//! Session controller.
//!
//! Owns the lifecycle of one avatar session: credential fetch, SDK
//! initialization, start, stream readiness, the optional voice channel,
//! keep-alive, health monitoring and tiered recovery. All SDK events are
//! handled by a single pump task per session handle, in emission order.
//!
//! Locking: the runtime mutex is only held for bookkeeping and never across
//! an SDK call.

mod events;
mod recover;
mod voice;

#[cfg(test)]
mod tests;

use std::fmt;
use std::sync::atomic::{AtomicU64, Ordering};
use std::sync::{Arc, RwLock};

use tokio::sync::{Mutex, mpsc, oneshot, watch};
use tokio::time;
use tokio_util::sync::CancellationToken;
use tracing::{debug, info, warn};

use crate::concurrency::ReentrancyGuard;
use crate::config::{Config, GateConfig, RecoveryPolicy, SessionConfig, TaskType};
use crate::credential::CredentialSource;
use crate::error::SessionError;
use crate::gate::{TriggerMatcher, UtteranceGate};
use crate::health::PlaybackProgress;
use crate::keepalive::KeepAliveTicker;
use crate::recovery::{Backoff, RetryCounters, RetryCounts};
use crate::sdk::{AvatarHandle, AvatarSdk, MediaSink, MediaStream, Microphone, SdkSession, SpeakRequest};

use voice::VoiceChannel;

/// Lifecycle state, observable through [`SessionController::subscribe`].
#[derive(Debug, Clone, Copy, PartialEq, Eq)]
pub enum SessionState {
    Inactive,
    Connecting,
    Connected,
    Disconnected,
    Reconnecting,
    Failed,
}

impl SessionState {
    /// `true` while a session exists or is being built.
    pub fn is_active(self) -> bool {
        !matches!(self, SessionState::Inactive | SessionState::Failed)
    }
}

impl fmt::Display for SessionState {
    fn fmt(&self, f: &mut fmt::Formatter<'_>) -> fmt::Result {
        let s = match self {
            SessionState::Inactive => "inactive",
            SessionState::Connecting => "connecting",
            SessionState::Connected => "connected",
            SessionState::Disconnected => "disconnected",
            SessionState::Reconnecting => "reconnecting",
            SessionState::Failed => "failed",
        };
        f.write_str(s)
    }
}

// ── Internal state ───────────────────────────────────────────────

/// Everything tied to one SDK handle. Dropping it cancels the handle's
/// listeners and stops the microphone track.
struct ActiveSession {
    generation: u64,
    handle: Arc<dyn AvatarHandle>,
    /// Cancels the event pump, keep-alive and freeze poller of this handle.
    listeners: CancellationToken,
    gate: UtteranceGate,
    voice: Option<VoiceChannel>,
    keep_alive: Option<KeepAliveTicker>,
    health_tx: mpsc::UnboundedSender<PlaybackProgress>,
    freeze_poller: bool,
    ready_tx: Option<oneshot::Sender<()>>,
    ready: bool,
    /// Still inside start/reset; faults abort the attempt instead of
    /// scheduling recovery.
    establishing: bool,
    aborted: bool,
}

impl Drop for ActiveSession {
    fn drop(&mut self) {
        self.listeners.cancel();
    }
}

struct Runtime {
    active: Option<ActiveSession>,
    /// Config snapshot of the last successful start, reused by hard resets.
    last_config: Option<Arc<SessionConfig>>,
    voice_wanted: bool,
    counters: RetryCounters,
    backoff: Backoff,
    /// In-flight start or recovery attempt; cancelled by `stop()`.
    attempt: Option<CancellationToken>,
    /// Poor connection reported; the next hard reset downgrades quality.
    degrade_quality: bool,
}

impl Runtime {
    fn active_mut(&mut self, generation: u64) -> Option<&mut ActiveSession> {
        self.active
            .as_mut()
            .filter(|active| active.generation == generation)
    }
}

struct Shared {
    sdk: Arc<dyn AvatarSdk>,
    credentials: Arc<dyn CredentialSource>,
    microphone: Option<Arc<dyn Microphone>>,
    sink: Option<Arc<dyn MediaSink>>,
    policy: RecoveryPolicy,
    gate: GateConfig,
    matcher: TriggerMatcher,
    draft: RwLock<SessionConfig>,
    start_guard: ReentrancyGuard,
    recovery_guard: ReentrancyGuard,
    runtime: Mutex<Runtime>,
    state: watch::Sender<SessionState>,
    generation: AtomicU64,
    root: CancellationToken,
}

// ── Builder ──────────────────────────────────────────────────────

pub struct SessionControllerBuilder {
    sdk: Arc<dyn AvatarSdk>,
    credentials: Arc<dyn CredentialSource>,
    microphone: Option<Arc<dyn Microphone>>,
    sink: Option<Arc<dyn MediaSink>>,
    policy: RecoveryPolicy,
    gate: GateConfig,
    session: SessionConfig,
}

impl SessionControllerBuilder {
    /// Microphone used for voice chat. Without one, voice starts fail.
    pub fn microphone(mut self, microphone: Arc<dyn Microphone>) -> Self {
        self.microphone = Some(microphone);
        self
    }

    /// Video sink the stream is bound to; enables freeze detection.
    pub fn sink(mut self, sink: Arc<dyn MediaSink>) -> Self {
        self.sink = Some(sink);
        self
    }

    pub fn policy(mut self, policy: RecoveryPolicy) -> Self {
        self.policy = policy;
        self
    }

    pub fn gate(mut self, gate: GateConfig) -> Self {
        self.gate = gate;
        self
    }

    /// Initial draft configuration.
    pub fn session_config(mut self, session: SessionConfig) -> Self {
        self.session = session;
        self
    }

    /// Take policy, gate and draft from a loaded [`Config`].
    pub fn config(self, config: &Config) -> Self {
        self.policy(config.recovery)
            .gate(config.gate.clone())
            .session_config(config.session.clone())
    }

    pub fn build(self) -> Result<SessionController, regex::Error> {
        let matcher = TriggerMatcher::new(&self.gate.trigger_words)?;
        let (state, _) = watch::channel(SessionState::Inactive);
        let shared = Shared {
            sdk: self.sdk,
            credentials: self.credentials,
            microphone: self.microphone,
            sink: self.sink,
            policy: self.policy,
            gate: self.gate,
            matcher,
            draft: RwLock::new(self.session),
            start_guard: ReentrancyGuard::new("start"),
            recovery_guard: ReentrancyGuard::new("recovery"),
            runtime: Mutex::new(Runtime {
                active: None,
                last_config: None,
                voice_wanted: false,
                counters: RetryCounters::new(&self.policy),
                backoff: Backoff::from_policy(&self.policy),
                attempt: None,
                degrade_quality: false,
            }),
            state,
            generation: AtomicU64::new(0),
            root: CancellationToken::new(),
        };
        Ok(SessionController {
            shared: Arc::new(shared),
        })
    }
}

// ── Controller ───────────────────────────────────────────────────

/// Drives one avatar session at a time. Dropping the controller closes the
/// session without waiting.
pub struct SessionController {
    shared: Arc<Shared>,
}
=======
» ACTIVITY: Scan the records for the word "ActiveSession" and copy every line where it is found.

» WRITTEN SOLUTION:
struct ActiveSession {
impl Drop for ActiveSession {
    active: Option<ActiveSession>,
    fn active_mut(&mut self, generation: u64) -> Option<&mut ActiveSession> {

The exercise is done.